The Middle Miocene molasse succession in the external Carpathian Foredeep also contains organic-rich intervals which have source rock potential. For this paper, core samples (n = 670) of Badenian and Sarmatian mudstones from 43 boreholes in the Polish sector of the external foredeep were analysed to investigate their organic geochemistry and hydrocarbon potential. Results show that the samples analysed in general have low to fair (but locally high) total organic carbon (TOC) contents which range up 4.6 wt.% although the average is only 0.7 wt.%. Rock-Eval (S1+S2) values are poor to fair and the hydrogen index is also low with a mean value of less than 100 mg/g TOC. The samples analysed are dominated by gas-prone Type III kerogen and this is consistent with previous studies of time-equivalent samples from the Ukrainian part of the external foredeep. The organic matter is in general thermally immature and is interpreted to have been deposited in anoxic and/or sub-oxic conditions. However in the Polish part of the external foredeep, thermal maturities may locally reach the initial phase of the oil window where the Middle Miocene source rocks have been buried deeply beneath the Carpathian thrust front.

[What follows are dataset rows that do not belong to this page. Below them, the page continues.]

//! # Pending Overlay
//!
//! Re-applies queued, unconfirmed mutations on top of a freshly fetched
//! view, so a refresh never makes an offline edit disappear from the
//! dashboard before it has been confirmed.
//!
//! ```text
//!   backend list          pending log                 cached view
//!   ───────────────       ──────────────────          ─────────────────
//!   [7, 9]          +     #1 create (local-…)    =    [7', local-…]
//!                         #2 update 7 {qty: 3}
//!                         #3 delete 9
//! ```

use crate::types::{EntityKind, OperationKind, PendingOperation, Record, ViewKey};

/// Applies `ops` in order to `records`, a snapshot of `view`.
///
/// Operations for other entity types are ignored. A create whose optimistic
/// record is already present (matched by pending seq) is not duplicated.
pub fn apply_pending(
    entity: EntityKind,
    view: &ViewKey,
    records: &mut Vec<Record>,
    ops: &[PendingOperation],
) {
    for op in ops.iter().filter(|op| op.entity == entity) {
        match &op.kind {
            OperationKind::Create => {
                let Some(local_id) = op.local_id.clone() else {
                    continue;
                };
                if records.iter().any(|r| r.pending_seq() == Some(op.seq)) {
                    continue;
                }
                if let Ok(record) = Record::optimistic(local_id, &op.payload, op.pending_marker()) {
                    if view.admits(entity, &record) {
                        records.push(record);
                    }
                }
            }
            OperationKind::Delete => {
                if let Some(target) = &op.target_id {
                    records.retain(|r| &r.id != target);
                }
            }
            OperationKind::Update | OperationKind::Custom(_) => {
                let Some(target) = &op.target_id else {
                    continue;
                };
                if let Some(position) = records.iter().position(|r| &r.id == target) {
                    records[position].merge_payload(&op.payload);
                    if !view.admits(entity, &records[position]) {
                        records.remove(position);
                    }
                }
            }
        }
    }
}

#[cfg(test)]
mod tests {
    use super::*;
    use crate::types::{NewOperation, RecordId};
    use chrono::Utc;
    use serde_json::json;

    fn pending(seq: u64, op: NewOperation) -> PendingOperation {
        PendingOperation::from_new(op, seq, Utc::now())
    }

    #[test]
    fn test_overlay_on_fresh_list() {
        let mut records = vec![
            Record::from_value(json!({ "id": 7, "qty": 1 })).unwrap(),
            Record::from_value(json!({ "id": 9 })).unwrap(),
        ];
        let ops = vec![
            pending(
                1,
                NewOperation::create(EntityKind::Sale, json!({ "name": "A" }), RecordId::local()),
            ),
            pending(2, NewOperation::update(EntityKind::Sale, 7.into(), json!({ "qty": 3 }))),
            pending(3, NewOperation::delete(EntityKind::Sale, 9.into())),
            pending(4, NewOperation::delete(EntityKind::Joint, 7.into())),
        ];

        apply_pending(EntityKind::Sale, &ViewKey::all(), &mut records, &ops);

        assert_eq!(records.len(), 2);
        assert_eq!(records[0].field("qty"), Some(&json!(3)));
        assert!(records[1].is_pending());

        // Applying again does not duplicate the optimistic record.
        apply_pending(EntityKind::Sale, &ViewKey::all(), &mut records, &ops);
        assert_eq!(records.len(), 2);
    }

    #[test]
    fn test_overlay_respects_view_membership() {
        let mut records = vec![Record::from_value(json!({ "id": 3, "assigned_to": 1 })).unwrap()];
        let ops = vec![
            pending(
                1,
                NewOperation::custom(EntityKind::Joint, "assign", 3.into(), json!({ "assigned_to": 2 })),
            ),
            pending(
                2,
                NewOperation::create(EntityKind::Joint, json!({ "assigned_to": 5 }), RecordId::local()),
            ),
        ];

        apply_pending(EntityKind::Joint, &ViewKey::employee(1), &mut records, &ops);
        assert!(records.is_empty());
    }
}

The burial history and thermal evolution of the Middle Miocene succession were reconstructed by means of 1-D modelling at nine boreholes located in both the Polish and Ukrainian parts of the external Carpathian foredeep. The modelling indicated that Middle Miocene source rocks have only entered the initial phase of the oil window locally where they are buried beneath the flysch nappes of the Carpathian foldbelt. At these locations the generation of thermogenic gas may have begun at depths of more than 3 km. However, Middle Miocene source rocks are still immature at depths of >4000 m in some boreholes in the Ukrainian part of the study area. The absence of accumulations of thermogenic natural gas is consistent with the observed low levels of source rock maturity.